Exercise -
In the records that follow, find each line containing "VecDeque" and copy it.

Working data -
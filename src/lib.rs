//! Storyreel composites narrated, subtitled slideshows.
//!
//! A project's scenes are narrated one after another on a single audio timeline. The compositing
//! core renders each frame from that timeline (scene image with a camera move, word-highlighted
//! subtitles, optional watermark) and can capture the whole thing offline into an MP4:
//!
//! - Load a [`Project`] and open a [`StorySession`] with a [`NarrationSource`]
//! - Drive preview playback through [`PreviewLoop`]
//! - Export video, audio, script or thumbnail artifacts with [`StorySession::export`]
#![forbid(unsafe_code)]
#![deny(missing_docs)]

mod foundation;

/// Narration decoding, timeline, audio graph and playback.
pub mod audio;
/// Frame and audio sinks.
pub mod encode;
/// Export artifacts and the capture pipeline.
pub mod export;
/// Frame compositing.
pub mod render;
/// Project and subtitle-style model.
pub mod scene;
/// Session-level API.
pub mod session;

pub use crate::foundation::cancel::CancelToken;
pub use crate::foundation::color::Color;
pub use crate::foundation::core::{
    Affine, AspectRatio, Canvas, Fps, FrameIndex, Point, Rect, Vec2, format_mm_ss,
};
pub use crate::foundation::error::{StoryreelError, StoryreelResult};

pub use crate::audio::clock::{AudioClock, ManualClock, PositionCell, SystemClock};
pub use crate::audio::decode::{
    AudioPcm, MIX_SAMPLE_RATE, NARRATION_SAMPLE_RATE, NarrationEncoding, decode_narration,
};
pub use crate::audio::graph::{AudioSink, CaptureBus, MusicTrack};
pub use crate::audio::narration::{
    DirNarrationSource, FnNarrationSource, NarrationAudio, NarrationRequest, NarrationSource,
};
pub use crate::audio::playback::{PlaybackController, PlaybackMode, PlaybackOpts};
pub use crate::audio::timeline::{AudioSegment, Timeline, TimelineCursor, build_timeline};
pub use crate::encode::ffmpeg::{FfmpegSink, FfmpegSinkOpts, is_ffmpeg_on_path};
pub use crate::encode::sink::{AudioFormat, FrameSink, InMemorySink, SinkConfig};
pub use crate::export::artifact::ExportKind;
pub use crate::export::filename::sanitize_filename;
pub use crate::export::pipeline::{CaptureReport, ExportOpts};
pub use crate::export::script::script_transcript;
pub use crate::render::cpu::{RenderEngine, RenderOpts};
pub use crate::render::frame::FrameRGBA;
pub use crate::scene::model::{MediaType, MusicBed, Project, Scene, SceneId, VisualEffect};
pub use crate::scene::style::{SubtitleAnimation, SubtitleStyle};
pub use crate::session::preview::{PreviewLoop, PreviewTick};
pub use crate::session::story::{ExportReport, SessionOpts, StorySession};
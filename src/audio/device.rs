use std::collections::VecDeque;
use std::sync::Arc;

use cpal::traits::{DeviceTrait, HostTrait, StreamTrait};
use cpal::{SampleFormat, SampleRate, Stream, StreamConfig};
use parking_lot::Mutex;

use crate::audio::graph::{AudioSink, OUTPUT_CHANNELS};
use crate::foundation::error::{StoryreelError, StoryreelResult};

type SharedQueue = Arc<Mutex<VecDeque<f32>>>;

/// Handle to an open output stream on the default device.
///
/// Keep it alive for as long as audio should be heard; the paired [`DeviceMonitor`] feeds it.
pub struct DeviceOutput {
    stream: Stream,
}

impl DeviceOutput {
    /// Open the default output device at `sample_rate` stereo.
    pub fn open(sample_rate: u32) -> StoryreelResult<(Self, DeviceMonitor)> {
        let host = cpal::default_host();
        let device = host
            .default_output_device()
            .ok_or_else(|| StoryreelError::validation("no audio output device available"))?;
        let supported = device
            .default_output_config()
            .map_err(|e| StoryreelError::validation(format!("output config: {e}")))?;
        let config = StreamConfig {
            channels: OUTPUT_CHANNELS,
            sample_rate: SampleRate(sample_rate),
            buffer_size: cpal::BufferSize::Default,
        };

        let queue: SharedQueue = Arc::new(Mutex::new(VecDeque::new()));
        let stream = match supported.sample_format() {
            SampleFormat::F32 => build_stream::<f32>(&device, &config, Arc::clone(&queue))?,
            SampleFormat::I16 => build_stream::<i16>(&device, &config, Arc::clone(&queue))?,
            SampleFormat::U16 => build_stream::<u16>(&device, &config, Arc::clone(&queue))?,
            other => {
                return Err(StoryreelError::validation(format!(
                    "unsupported output sample format {other:?}"
                )));
            }
        };
        stream
            .play()
            .map_err(|e| StoryreelError::validation(format!("start output stream: {e}")))?;
        tracing::info!(sample_rate, "audio output device opened");
        Ok((
            Self { stream },
            DeviceMonitor {
                queue,
                max_buffered: sample_rate as usize * usize::from(OUTPUT_CHANNELS),
            },
        ))
    }

    /// Suspend the device stream.
    pub fn pause(&self) -> StoryreelResult<()> {
        self.stream
            .pause()
            .map_err(|e| StoryreelError::validation(format!("pause output stream: {e}")))
    }
}

fn build_stream<T>(
    device: &cpal::Device,
    config: &StreamConfig,
    queue: SharedQueue,
) -> StoryreelResult<Stream>
where
    T: cpal::SizedSample + cpal::FromSample<f32>,
{
    let data_callback = move |data: &mut [T], _: &cpal::OutputCallbackInfo| {
        let mut q = queue.lock();
        for out in data.iter_mut() {
            *out = T::from_sample(q.pop_front().unwrap_or(0.0));
        }
    };
    let err_fn = |err: cpal::StreamError| tracing::warn!(error = %err, "audio output stream error");
    device
        .build_output_stream(config, data_callback, err_fn, None)
        .map_err(|e| StoryreelError::validation(format!("build output stream: {e}")))
}

/// Graph-side half of the device output: rendered blocks are queued for the stream callback.
pub struct DeviceMonitor {
    queue: SharedQueue,
    max_buffered: usize,
}

impl AudioSink for DeviceMonitor {
    fn write_block(&mut self, interleaved: &[f32], _sample_rate: u32, _channels: u16) {
        let mut q = self.queue.lock();
        q.extend(interleaved.iter().copied());
        // Drop the oldest audio rather than drifting behind the clock.
        let excess = q.len().saturating_sub(self.max_buffered);
        q.drain(..excess);
    }
}
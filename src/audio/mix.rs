use std::path::Path;
use std::sync::Arc;

use anyhow::Context as _;

use crate::audio::clock::ManualClock;
use crate::audio::decode::AudioPcm;
use crate::audio::graph::{CaptureBus, MusicTrack};
use crate::audio::playback::{PlaybackController, PlaybackMode, PlaybackOpts};
use crate::audio::timeline::Timeline;
use crate::foundation::error::StoryreelResult;

/// Linearly interpolated stereo frame of `pcm` at `src_sec`, or `None` past the end.
///
/// Mono sources are duplicated to both channels; channels beyond the second are ignored.
pub(crate) fn sample_stereo(pcm: &AudioPcm, src_sec: f64) -> Option<(f32, f32)> {
    let channels = usize::from(pcm.channels);
    let src_frames = pcm.frames();
    if src_frames == 0 {
        return None;
    }
    let src_pos = src_sec * f64::from(pcm.sample_rate);
    if !src_pos.is_finite() || src_pos < 0.0 {
        return None;
    }
    let f0 = src_pos.floor() as usize;
    if f0 >= src_frames {
        return None;
    }
    let f1 = (f0 + 1).min(src_frames - 1);
    let frac = (src_pos - f0 as f64) as f32;
    let src = &pcm.interleaved_f32;

    let lerp_at = |c: usize| {
        let v0 = src[f0 * channels + c];
        let v1 = src[f1 * channels + c];
        v0 + (v1 - v0) * frac
    };
    if channels == 1 {
        let v = lerp_at(0);
        Some((v, v))
    } else {
        Some((lerp_at(0), lerp_at(1)))
    }
}

/// Render the full narration + music mix offline, exactly as an export would capture it.
pub fn mixdown(timeline: &Arc<Timeline>, narration_volume: f32, music: Option<MusicTrack>) -> Vec<f32> {
    let clock = Arc::new(ManualClock::new());
    let controller = PlaybackController::new(
        Arc::clone(timeline),
        clock.clone(),
        PlaybackOpts {
            narration_volume,
            music,
            ..PlaybackOpts::default()
        },
    );
    controller.attach_capture(CaptureBus::new());
    controller.play(0.0, PlaybackMode::Silent);
    clock.set(timeline.total_duration());
    controller.pump();
    controller.pause();
    controller
        .take_capture()
        .map(CaptureBus::into_samples)
        .unwrap_or_default()
}

/// Write interleaved `f32` PCM as a 16-bit integer WAV file.
pub fn write_wav_16(
    path: &Path,
    samples_interleaved: &[f32],
    sample_rate: u32,
    channels: u16,
) -> StoryreelResult<()> {
    if let Some(parent) = path.parent() {
        std::fs::create_dir_all(parent)
            .with_context(|| format!("create audio output directory '{}'", parent.display()))?;
    }
    let spec = hound::WavSpec {
        channels,
        sample_rate,
        bits_per_sample: 16,
        sample_format: hound::SampleFormat::Int,
    };
    let mut writer = hound::WavWriter::create(path, spec)
        .with_context(|| format!("create wav '{}'", path.display()))?;
    for &s in samples_interleaved {
        let v = (s.clamp(-1.0, 1.0) * f32::from(i16::MAX)).round() as i16;
        writer.write_sample(v).context("write wav sample")?;
    }
    writer.finalize().context("finalize wav")?;
    Ok(())
}

/// Write interleaved `f32` PCM samples to a raw little-endian `.f32le` file.
pub(crate) fn write_f32le_file(samples_interleaved: &[f32], out_path: &Path) -> StoryreelResult<()> {
    let mut bytes = Vec::<u8>::with_capacity(samples_interleaved.len() * 4);
    for &sample in samples_interleaved {
        bytes.extend_from_slice(&sample.to_le_bytes());
    }
    std::fs::write(out_path, bytes)
        .with_context(|| format!("write mixed audio '{}'", out_path.display()))?;
    Ok(())
}

#[cfg(test)]
#[path = "../../tests/unit/audio/mix.rs"]
mod tests;
use std::sync::Arc;

use crate::audio::decode::AudioPcm;
use crate::audio::mix::sample_stereo;

/// Channel count of every bus in the graph.
pub const OUTPUT_CHANNELS: u16 = 2;

/// Consumer of rendered interleaved blocks (the listening device).
pub trait AudioSink: Send {
    /// Receive one rendered block.
    fn write_block(&mut self, interleaved: &[f32], sample_rate: u32, channels: u16);
}

/// Which outputs receive the mix.
#[derive(Clone, Copy, Debug, Default, PartialEq, Eq)]
pub enum Route {
    /// Listening device and, when attached, the capture bus.
    #[default]
    Monitored,
    /// Capture bus only.
    Silent,
}

/// Looping background music under the narration.
#[derive(Clone, Debug)]
pub struct MusicTrack {
    /// Decoded music.
    pub pcm: Arc<AudioPcm>,
    /// Linear gain for the bed.
    pub volume: f32,
}

/// Inspectable description of one scheduled narration voice.
#[derive(Clone, Debug, PartialEq)]
pub struct ScheduledVoice {
    /// Timeline segment being played.
    pub segment_index: usize,
    /// Clock time at which the voice becomes audible.
    pub start_at: f64,
    /// Seconds skipped into the segment's own buffer.
    pub skip: f64,
    /// Schedule generation that created the voice.
    pub generation: u64,
}

struct Voice {
    info: ScheduledVoice,
    pcm: Arc<AudioPcm>,
    start_sample: u64,
}

struct MusicVoice {
    start_sample: u64,
    offset_secs: f64,
    generation: u64,
}

/// Silent recording bus. Optionally bounded; overflowing marks the capture as failed.
#[derive(Debug, Default)]
pub struct CaptureBus {
    samples: Vec<f32>,
    limit: Option<usize>,
    overflowed: bool,
}

impl CaptureBus {
    /// Unbounded bus.
    pub fn new() -> Self {
        Self::default()
    }

    /// Bus holding at most `max_frames` stereo frames.
    pub fn with_frame_limit(max_frames: usize) -> Self {
        Self {
            limit: Some(max_frames * usize::from(OUTPUT_CHANNELS)),
            ..Self::default()
        }
    }

    /// Captured stereo frames.
    pub fn frames(&self) -> usize {
        self.samples.len() / usize::from(OUTPUT_CHANNELS)
    }

    /// Whether writes were dropped because the bound was reached.
    pub fn overflowed(&self) -> bool {
        self.overflowed
    }

    /// Interleaved stereo samples captured so far.
    pub fn samples(&self) -> &[f32] {
        &self.samples
    }

    /// Consume the bus.
    pub fn into_samples(self) -> Vec<f32> {
        self.samples
    }

    /// Take the samples captured so far, freeing room under the bound.
    pub fn drain(&mut self) -> Vec<f32> {
        std::mem::take(&mut self.samples)
    }

    fn push(&mut self, block: &[f32]) {
        let room = match self.limit {
            Some(limit) => limit.saturating_sub(self.samples.len()),
            None => block.len(),
        };
        if room < block.len() {
            self.overflowed = true;
        }
        self.samples.extend_from_slice(&block[..room.min(block.len())]);
    }
}

/// Scheduled narration voices and the music bed, rendered in blocks against the audio clock.
///
/// Sample `n` of every bus corresponds to clock time `n / sample_rate`.
pub struct AudioGraph {
    sample_rate: u32,
    narration_gain: f32,
    music: Option<MusicTrack>,
    voices: Vec<Voice>,
    music_voice: Option<MusicVoice>,
    generation: u64,
    route: Route,
    cursor: u64,
    monitor: Option<Box<dyn AudioSink>>,
    capture: Option<CaptureBus>,
    stop_signals: u64,
    scratch: Vec<f32>,
}

impl AudioGraph {
    /// Empty graph mixing at `sample_rate`.
    pub fn new(sample_rate: u32, narration_gain: f32, music: Option<MusicTrack>) -> Self {
        Self {
            sample_rate,
            narration_gain,
            music,
            voices: Vec::new(),
            music_voice: None,
            generation: 0,
            route: Route::default(),
            cursor: 0,
            monitor: None,
            capture: None,
            stop_signals: 0,
            scratch: Vec::new(),
        }
    }

    /// Mixing sample rate.
    pub fn sample_rate(&self) -> u32 {
        self.sample_rate
    }

    /// Narration multiplier applied once to the summed narration voices.
    pub fn set_narration_gain(&mut self, gain: f32) {
        self.narration_gain = gain;
    }

    /// Install or remove the listening device.
    pub fn set_monitor(&mut self, monitor: Option<Box<dyn AudioSink>>) {
        self.monitor = monitor;
    }

    /// Attach a capture bus; subsequent blocks are recorded into it.
    pub fn attach_capture(&mut self, bus: CaptureBus) {
        self.capture = Some(bus);
    }

    /// Detach and return the capture bus.
    pub fn take_capture(&mut self) -> Option<CaptureBus> {
        self.capture.take()
    }

    /// Samples captured since the last drain; empty when no bus is attached.
    pub fn drain_capture(&mut self) -> Vec<f32> {
        self.capture.as_mut().map(CaptureBus::drain).unwrap_or_default()
    }

    /// Whether an attached capture bus has overflowed.
    pub fn capture_overflowed(&self) -> bool {
        self.capture.as_ref().is_some_and(CaptureBus::overflowed)
    }

    /// Select outputs for subsequent blocks.
    pub fn set_route(&mut self, route: Route) {
        self.route = route;
    }

    /// Current routing.
    pub fn route(&self) -> Route {
        self.route
    }

    /// Current schedule generation.
    pub fn generation(&self) -> u64 {
        self.generation
    }

    /// Start a new schedule generation. Voices from older generations become inaudible.
    pub fn begin_generation(&mut self) -> u64 {
        self.generation += 1;
        self.generation
    }

    /// Queue a narration voice.
    pub fn schedule(&mut self, info: ScheduledVoice, pcm: Arc<AudioPcm>) {
        let start_sample = self.clock_to_sample(info.start_at);
        self.voices.push(Voice {
            info,
            pcm,
            start_sample,
        });
    }

    /// Start the music bed at clock time `at`, positioned `offset` seconds into the timeline.
    pub fn start_music(&mut self, at: f64, offset: f64, generation: u64) {
        if self.music.is_none() {
            return;
        }
        self.music_voice = Some(MusicVoice {
            start_sample: self.clock_to_sample(at),
            offset_secs: offset.max(0.0),
            generation,
        });
    }

    /// Immediately silence every voice. Returns the number of stop signals issued.
    pub fn stop_all(&mut self) -> usize {
        let stopped = self.voices.len() + usize::from(self.music_voice.is_some());
        self.voices.clear();
        self.music_voice = None;
        self.stop_signals += stopped as u64;
        stopped
    }

    /// Total stop signals issued since construction.
    pub fn stop_signals(&self) -> u64 {
        self.stop_signals
    }

    /// Voices still waiting or playing, in scheduling order.
    pub fn scheduled(&self) -> Vec<ScheduledVoice> {
        self.voices.iter().map(|v| v.info.clone()).collect()
    }

    /// Clock time up to which output has been rendered.
    pub fn rendered_until(&self) -> f64 {
        (self.cursor as f64) / f64::from(self.sample_rate)
    }

    /// Render every sample up to `clock_time` and deliver it to the routed outputs.
    ///
    /// Returns the number of frames rendered.
    pub fn render_until(&mut self, clock_time: f64) -> usize {
        let target = self.clock_to_sample(clock_time);
        if target <= self.cursor {
            return 0;
        }
        let frames = (target - self.cursor) as usize;
        let channels = usize::from(OUTPUT_CHANNELS);
        let mut block = std::mem::take(&mut self.scratch);
        block.clear();
        block.resize(frames * channels, 0.0);

        let current = self.generation;
        self.voices.retain(|v| {
            let live = v.info.generation == current;
            if !live {
                tracing::trace!(
                    segment = v.info.segment_index,
                    generation = v.info.generation,
                    current,
                    "dropping stale voice"
                );
            }
            live
        });

        let (cursor, sr) = (self.cursor, self.sample_rate);
        self.voices.retain(|v| !mix_voice(&mut block, cursor, sr, v));

        if self.narration_gain != 1.0 {
            for s in &mut block {
                *s *= self.narration_gain;
            }
        }

        if self
            .music_voice
            .as_ref()
            .is_some_and(|mv| mv.generation != current)
        {
            tracing::trace!(current, "dropping stale music voice");
            self.music_voice = None;
        }
        if let (Some(track), Some(mv)) = (&self.music, &self.music_voice) {
            mix_music(&mut block, cursor, sr, track, mv);
        }

        for s in &mut block {
            *s = s.clamp(-1.0, 1.0);
        }

        if self.route == Route::Monitored
            && let Some(monitor) = self.monitor.as_mut()
        {
            monitor.write_block(&block, sr, OUTPUT_CHANNELS);
        }
        if let Some(bus) = self.capture.as_mut() {
            bus.push(&block);
        }

        self.cursor = target;
        self.scratch = block;
        frames
    }

    fn clock_to_sample(&self, t: f64) -> u64 {
        if !t.is_finite() || t <= 0.0 {
            return 0;
        }
        (t * f64::from(self.sample_rate)).round() as u64
    }
}

/// Mix one voice into `block`. Returns `true` once the voice has played to its end.
fn mix_voice(block: &mut [f32], cursor: u64, sample_rate: u32, voice: &Voice) -> bool {
    let frames = block.len() / usize::from(OUTPUT_CHANNELS);
    for i in 0..frames {
        let n = cursor + i as u64;
        if n < voice.start_sample {
            continue;
        }
        let rel = ((n - voice.start_sample) as f64) / f64::from(sample_rate);
        let Some((l, r)) = sample_stereo(&voice.pcm, voice.info.skip + rel) else {
            return true;
        };
        block[i * 2] += l;
        block[i * 2 + 1] += r;
    }
    false
}

fn mix_music(block: &mut [f32], cursor: u64, sample_rate: u32, track: &MusicTrack, mv: &MusicVoice) {
    let len = track.pcm.duration_secs();
    if len <= 0.0 {
        return;
    }
    let frames = block.len() / usize::from(OUTPUT_CHANNELS);
    for i in 0..frames {
        let n = cursor + i as u64;
        if n < mv.start_sample {
            continue;
        }
        let rel = ((n - mv.start_sample) as f64) / f64::from(sample_rate);
        let src = (mv.offset_secs + rel) % len;
        if let Some((l, r)) = sample_stereo(&track.pcm, src) {
            block[i * 2] += l * track.volume;
            block[i * 2 + 1] += r * track.volume;
        }
    }
}

#[cfg(test)]
#[path = "../../tests/unit/audio/graph.rs"]
mod tests;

Response -
use std::collections::VecDeque;
type SharedQueue = Arc<Mutex<VecDeque<f32>>>;
        let queue: SharedQueue = Arc::new(Mutex::new(VecDeque::new()));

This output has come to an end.